The red fruits of wild roses are called hips and are a good source of vitamin C.  


During the Second World War, children were encouraged to pick the rosehips and deliver them to central collection points to be made into rosehip syrup, a substitute for orange juice, when oranges were no longer available

Here is an extract from The Times of 22nd September 1941:

SYRUP FROM ROSE HIPS.
ORGANIZED COLLECTION OF FRUITS.
A national week for the collection of rose hips to be converted into syrup will open next Sunday. The Ministry of Health and the Department of Health for Scotland state that these fruits, which in the past have been allowed to go to waste, are 20 times as rich in Vitamin C as oranges.
The collecting is being organized chiefly through schools, boy scouts, and girl guides, the women’s institutes, and the Scottish womens’ rural institutions.
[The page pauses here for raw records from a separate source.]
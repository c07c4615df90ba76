//! # Control codes
//!
//! Every control request names its operation with a 32-bit code laid out as
//!
//! ```text
//!  31            16 15  14 13          2 1    0
//! ┌────────────────┬──────┬─────────────┬──────┐
//! │  device type   │access│  function   │method│
//! └────────────────┴──────┴─────────────┴──────┘
//! ```
//!
//! All codes of this service use device type [`DEVICE_TYPE`] and the
//! buffered transfer method; they differ in function number and in the access
//! class a caller's handle must have been granted.

/// Device type shared by every control code of this service.
///
/// Values from 32768 to 65535 are reserved for vendor use.
pub const DEVICE_TYPE: u16 = 40_000;

/// Buffered transfer: input and output share one system buffer.
const METHOD_BUFFERED: u32 = 0;

/// Access a handle must hold to issue a control code.
#[derive(Debug, Copy, Clone, PartialEq, Eq, Hash)]
#[repr(u8)]
pub enum Access {
    Any = 0,
    Read = 1,
    Write = 2,
    ReadWrite = 3,
}

impl Access {
    const fn from_bits(bits: u32) -> Self {
        match bits & 0b11 {
            0 => Self::Any,
            1 => Self::Read,
            2 => Self::Write,
            _ => Self::ReadWrite,
        }
    }
}

/// Builds a control code from its parts.
#[must_use]
pub const fn control_code(device_type: u16, function: u16, method: u32, access: Access) -> u32 {
    ((device_type as u32) << 16) | ((access as u32) << 14) | ((function as u32) << 2) | method
}

const fn code(function: u16, access: Access) -> u32 {
    control_code(DEVICE_TYPE, function, METHOD_BUFFERED, access)
}

/// The closed set of operations this service recognizes.
#[derive(Debug, Copy, Clone, PartialEq, Eq, Hash)]
#[repr(u32)]
pub enum Opcode {
    GetDriverVersion = code(0x800, Access::Any),
    GetRefCount = code(0x801, Access::Any),

    ReadMsr = code(0x821, Access::Any),
    WriteMsr = code(0x822, Access::Any),
    ReadPmc = code(0x823, Access::Any),
    Halt = code(0x824, Access::Any),

    /// Width-less port read. Recognized, but always rejected.
    ReadIoPort = code(0x831, Access::Read),
    /// Width-less port write. Recognized, but always rejected.
    WriteIoPort = code(0x832, Access::Write),
    ReadIoPortByte = code(0x833, Access::Read),
    ReadIoPortWord = code(0x834, Access::Read),
    ReadIoPortDword = code(0x835, Access::Read),
    WriteIoPortByte = code(0x836, Access::Write),
    WriteIoPortWord = code(0x837, Access::Write),
    WriteIoPortDword = code(0x838, Access::Write),

    ReadMemory = code(0x841, Access::Read),
    WriteMemory = code(0x842, Access::Write),

    ReadPciConfig = code(0x851, Access::Read),
    WritePciConfig = code(0x852, Access::Write),
}

impl Opcode {
    pub const ALL: [Self; 18] = [
        Self::GetDriverVersion,
        Self::GetRefCount,
        Self::ReadMsr,
        Self::WriteMsr,
        Self::ReadPmc,
        Self::Halt,
        Self::ReadIoPort,
        Self::WriteIoPort,
        Self::ReadIoPortByte,
        Self::ReadIoPortWord,
        Self::ReadIoPortDword,
        Self::WriteIoPortByte,
        Self::WriteIoPortWord,
        Self::WriteIoPortDword,
        Self::ReadMemory,
        Self::WriteMemory,
        Self::ReadPciConfig,
        Self::WritePciConfig,
    ];

    /// Looks up the opcode for a raw control code.
    #[must_use]
    pub fn from_code(code: u32) -> Option<Self> {
        Self::ALL.into_iter().find(|op| op.code() == code)
    }

    #[inline]
    #[must_use]
    pub const fn code(self) -> u32 {
        self as u32
    }

    /// Function number (bits 2–13).
    #[inline]
    #[must_use]
    #[allow(clippy::cast_possible_truncation)]
    pub const fn function(self) -> u16 {
        ((self.code() >> 2) & 0x0FFF) as u16
    }

    /// Access class the issuing handle must hold (bits 14–15).
    #[inline]
    #[must_use]
    pub const fn access(self) -> Access {
        Access::from_bits(self.code() >> 14)
    }
}

impl TryFrom<u32> for Opcode {
    type Error = u32;

    fn try_from(value: u32) -> Result<Self, Self::Error> {
        Self::from_code(value).ok_or(value)
    }
}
The hips, which must be ripe, can be gathered from wild or cultivated bushes, but they should be free from bits of stems and leaves. Haws, the red berries of May, are not wanted. The picking season extends until the end of October.
The collecting organizations will supply the hips in bulk to firms who have agreed to pay 2s. for 14 lb. (minimum 28 lb.), carriage forward. It is hoped that some 500 tons will be converted into syrup, which will be marketed at a reasonable price.